▸ **TASK STATEMENT**
Everything in the listing below must be duplicated exactly.

▸ **RECORD EXCERPTS**
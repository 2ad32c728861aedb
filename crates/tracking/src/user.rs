use serde::{Deserialize, Serialize};

use forgetrack_auth::{Principal, Role};
use forgetrack_core::{DomainError, Entity, OrganizationId, Timestamps, UserId};

/// A user account; the persisted form of a principal.
///
/// # Invariants
/// - `organization_id` is `None` exactly when `role` is super-admin.
#[derive(Debug, Clone, PartialEq, Eq, Serialize, Deserialize)]
pub struct User {
    pub id: UserId,
    pub organization_id: Option<OrganizationId>,
    pub email: String,
    pub display_name: String,
    pub role: Role,
    pub active: bool,
    pub timestamps: Timestamps,
}

impl User {
    pub fn from_parts(new: NewUser, timestamps: Timestamps) -> Self {
        Self {
            id: new.id,
            organization_id: new.organization_id,
            email: new.email,
            display_name: new.display_name,
            role: new.role,
            active: true,
            timestamps,
        }
    }

    /// Current authorization view of this user.
    pub fn to_principal(&self) -> Principal {
        Principal {
            id: self.id,
            organization_id: self.organization_id,
            role: self.role,
            active: self.active,
        }
    }
}

impl Entity for User {
    type Id = UserId;

    fn id(&self) -> &Self::Id {
        &self.id
    }
}

#[derive(Debug, Clone, PartialEq, Eq)]
pub struct NewUser {
    pub id: UserId,
    pub organization_id: Option<OrganizationId>,
    pub email: String,
    pub display_name: String,
    pub role: Role,
}

impl NewUser {
    pub fn new(
        organization_id: Option<OrganizationId>,
        email: &str,
        display_name: &str,
        role: Role,
    ) -> Result<Self, DomainError> {
        validate_membership(organization_id, role)?;

        let email = email.trim().to_lowercase();
        if email.is_empty() || !email.contains('@') {
            return Err(DomainError::validation("invalid email format"));
        }
        let display_name = display_name.trim();
        if display_name.is_empty() {
            return Err(DomainError::validation("display name cannot be empty"));
        }

        Ok(Self {
            id: UserId::new(),
            organization_id,
            email,
            display_name: display_name.to_string(),
            role,
        })
    }
}

/// Organization membership must be present for every role but super-admin,
/// and absent for super-admin.
pub fn validate_membership(
    organization_id: Option<OrganizationId>,
    role: Role,
) -> Result<(), DomainError> {
    match (organization_id, role.is_super_admin()) {
        (None, false) => Err(DomainError::invariant(
            "users other than super-admins must belong to an organization",
        )),
        (Some(_), true) => Err(DomainError::invariant(
            "super-admins cannot belong to an organization",
        )),
        _ => Ok(()),
    }
}

#[cfg(test)]
mod tests {
    use super::*;

    #[test]
    fn membership_rules() {
        assert!(validate_membership(None, Role::SuperAdmin).is_ok());
        assert!(validate_membership(Some(OrganizationId::new()), Role::Admin).is_ok());
        assert!(validate_membership(None, Role::Admin).is_err());
        assert!(validate_membership(Some(OrganizationId::new()), Role::SuperAdmin).is_err());
    }

    #[test]
    fn new_user_normalizes_email() {
        let user = NewUser::new(
            Some(OrganizationId::new()),
            "  Alice@Example.com ",
            "Alice",
            Role::WriteAccess,
        )
        .unwrap();
        assert_eq!(user.email, "alice@example.com");
    }

    #[test]
    fn new_user_rejects_bad_email() {
        assert!(NewUser::new(Some(OrganizationId::new()), "nope", "Bob", Role::ReadAccess).is_err());
    }
}
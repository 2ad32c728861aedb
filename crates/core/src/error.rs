//! Domain error model.

use thiserror::Error;

/// Domain-level error.
///
/// Keep this focused on deterministic, business/domain failures (validation,
/// invariants, conflicts). Authorization and storage failures have their own
/// error types in the crates that own those concerns.
#[derive(Debug, Error, Clone, PartialEq, Eq)]
pub enum DomainError {
    /// A value failed validation (e.g. malformed input).
    #[error("validation failed: {0}")]
    Validation(String),

    /// A domain invariant was violated.
    #[error("invariant violated: {0}")]
    InvariantViolation(String),

    /// An identifier was invalid (e.g. parse failure).
    #[error("invalid identifier: {0}")]
    InvalidId(String),

    /// A requested resource was not found (domain-level).
    #[error("not found")]
    NotFound,

    /// A conflict occurred (e.g. a uniqueness rule).
    #[error("conflict: {0}")]
    Conflict(String),
}

impl DomainError {
    pub fn validation(msg: impl Into<String>) -> Self {
        Self::Validation(msg.into())
    }

    pub fn invariant(msg: impl Into<String>) -> Self {
        Self::InvariantViolation(msg.into())
    }

    pub fn invalid_id(msg: impl Into<String>) -> Self {
        Self::InvalidId(msg.into())
    }

    pub fn conflict(msg: impl Into<String>) -> Self {
        Self::Conflict(msg.into())
    }

    pub fn not_found() -> Self {
        Self::NotFound
    }
}

/// Failure reported by a persistence collaborator.
///
/// Ports in the domain crates return this; callers map it onto their own
/// error types (a `UniqueViolation` on the default workflow becomes
/// `DefaultWorkflowExists`, for example).
#[derive(Debug, Error, Clone, PartialEq, Eq)]
pub enum StoreError {
    #[error("record not found")]
    NotFound,

    #[error("uniqueness violated: {0}")]
    UniqueViolation(String),

    /// The write would leave another record pointing at something that no
    /// longer exists (a project at a deleted workflow, a ticket at a dropped
    /// status).
    #[error("still referenced: {0}")]
    ReferenceViolation(String),

    #[error("storage unavailable: {0}")]
    Unavailable(String),
}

▸ **YOUR SOLUTION**
repository 2ad32c728861aedb
filename crates/tracking/src/user.rs
use serde::{Deserialize, Serialize};

use forgetrack_auth::{Principal, Role};
use forgetrack_core::{DomainError, Entity, OrganizationId, Timestamps, UserId};

/// A user account; the persisted form of a principal.
///
/// # Invariants
/// - `organization_id` is `None` exactly when `role` is super-admin.
#[derive(Debug, Clone, PartialEq, Eq, Serialize, Deserialize)]
pub struct User {
    pub id: UserId,
    pub organization_id: Option<OrganizationId>,
    pub email: String,
    pub display_name: String,
    pub role: Role,
    pub active: bool,
    pub timestamps: Timestamps,
}

impl User {
    pub fn from_parts(new: NewUser, timestamps: Timestamps) -> Self {
        Self {
            id: new.id,
            organization_id: new.organization_id,
            email: new.email,
            display_name: new.display_name,
            role: new.role,
            active: true,
            timestamps,
        }
    }

    /// Current authorization view of this user.
    pub fn to_principal(&self) -> Principal {
        Principal {
            id: self.id,
            organization_id: self.organization_id,
            role: self.role,
            active: self.active,
        }
    }
}

impl Entity for User {
    type Id = UserId;

    fn id(&self) -> &Self::Id {
        &self.id
    }
}

#[derive(Debug, Clone, PartialEq, Eq)]
pub struct NewUser {
    pub id: UserId,
    pub organization_id: Option<OrganizationId>,
    pub email: String,
    pub display_name: String,
    pub role: Role,
}

impl NewUser {
    pub fn new(
        organization_id: Option<OrganizationId>,
        email: &str,
        display_name: &str,
        role: Role,
    ) -> Result<Self, DomainError> {
        validate_membership(organization_id, role)?;

        let email = email.trim().to_lowercase();
        if email.is_empty() || !email.contains('@') {
            return Err(DomainError::validation("invalid email format"));
        }
        let display_name = display_name.trim();
        if display_name.is_empty() {
            return Err(DomainError::validation("display name cannot be empty"));
        }

        Ok(Self {
            id: UserId::new(),
            organization_id,
            email,
            display_name: display_name.to_string(),
            role,
        })
    }
}

/// Organization membership must be present for every role but super-admin,
/// and absent for super-admin.
pub fn validate_membership(
    organization_id: Option<OrganizationId>,
    role: Role,
) -> Result<(), DomainError> {
    match (organization_id, role.is_super_admin()) {
        (None, false) => Err(DomainError::invariant(
            "users other than super-admins must belong to an organization",
        )),
        (Some(_), true) => Err(DomainError::invariant(
            "super-admins cannot belong to an organization",
        )),
        _ => Ok(()),
    }
}

#[cfg(test)]
mod tests {
    use super::*;

    #[test]
    fn membership_rules() {
        assert!(validate_membership(None, Role::SuperAdmin).is_ok());
        assert!(validate_membership(Some(OrganizationId::new()), Role::Admin).is_ok());
        assert!(validate_membership(None, Role::Admin).is_err());
        assert!(validate_membership(Some(OrganizationId::new()), Role::SuperAdmin).is_err());
    }

    #[test]
    fn new_user_normalizes_email() {
        let user = NewUser::new(
            Some(OrganizationId::new()),
            "  Alice@Example.com ",
            "Alice",
            Role::WriteAccess,
        )
        .unwrap();
        assert_eq!(user.email, "alice@example.com");
    }

    #[test]
    fn new_user_rejects_bad_email() {
        assert!(NewUser::new(Some(OrganizationId::new()), "nope", "Bob", Role::ReadAccess).is_err());
    }
}
repository 2ad32c728861aedb
filename crates/core/src/error.rs
//! Domain error model.

use thiserror::Error;

/// Domain-level error.
///
/// Keep this focused on deterministic, business/domain failures (validation,
/// invariants, conflicts). Authorization and storage failures have their own
/// error types in the crates that own those concerns.
#[derive(Debug, Error, Clone, PartialEq, Eq)]
pub enum DomainError {
    /// A value failed validation (e.g. malformed input).
    #[error("validation failed: {0}")]
    Validation(String),

    /// A domain invariant was violated.
    #[error("invariant violated: {0}")]
    InvariantViolation(String),

    /// An identifier was invalid (e.g. parse failure).
    #[error("invalid identifier: {0}")]
    InvalidId(String),

    /// A requested resource was not found (domain-level).
    #[error("not found")]
    NotFound,

    /// A conflict occurred (e.g. a uniqueness rule).
    #[error("conflict: {0}")]
    Conflict(String),
}

impl DomainError {
    pub fn validation(msg: impl Into<String>) -> Self {
        Self::Validation(msg.into())
    }

    pub fn invariant(msg: impl Into<String>) -> Self {
        Self::InvariantViolation(msg.into())
    }

    pub fn invalid_id(msg: impl Into<String>) -> Self {
        Self::InvalidId(msg.into())
    }

    pub fn conflict(msg: impl Into<String>) -> Self {
        Self::Conflict(msg.into())
    }

    pub fn not_found() -> Self {
        Self::NotFound
    }
}

/// Failure reported by a persistence collaborator.
///
/// Ports in the domain crates return this; callers map it onto their own
/// error types (a `UniqueViolation` on the default workflow becomes
/// `DefaultWorkflowExists`, for example).
#[derive(Debug, Error, Clone, PartialEq, Eq)]
pub enum StoreError {
    #[error("record not found")]
    NotFound,

    #[error("uniqueness violated: {0}")]
    UniqueViolation(String),

    /// The write would leave another record pointing at something that no
    /// longer exists (a project at a deleted workflow, a ticket at a dropped
    /// status).
    #[error("still referenced: {0}")]
    ReferenceViolation(String),

    #[error("storage unavailable: {0}")]
    Unavailable(String),
}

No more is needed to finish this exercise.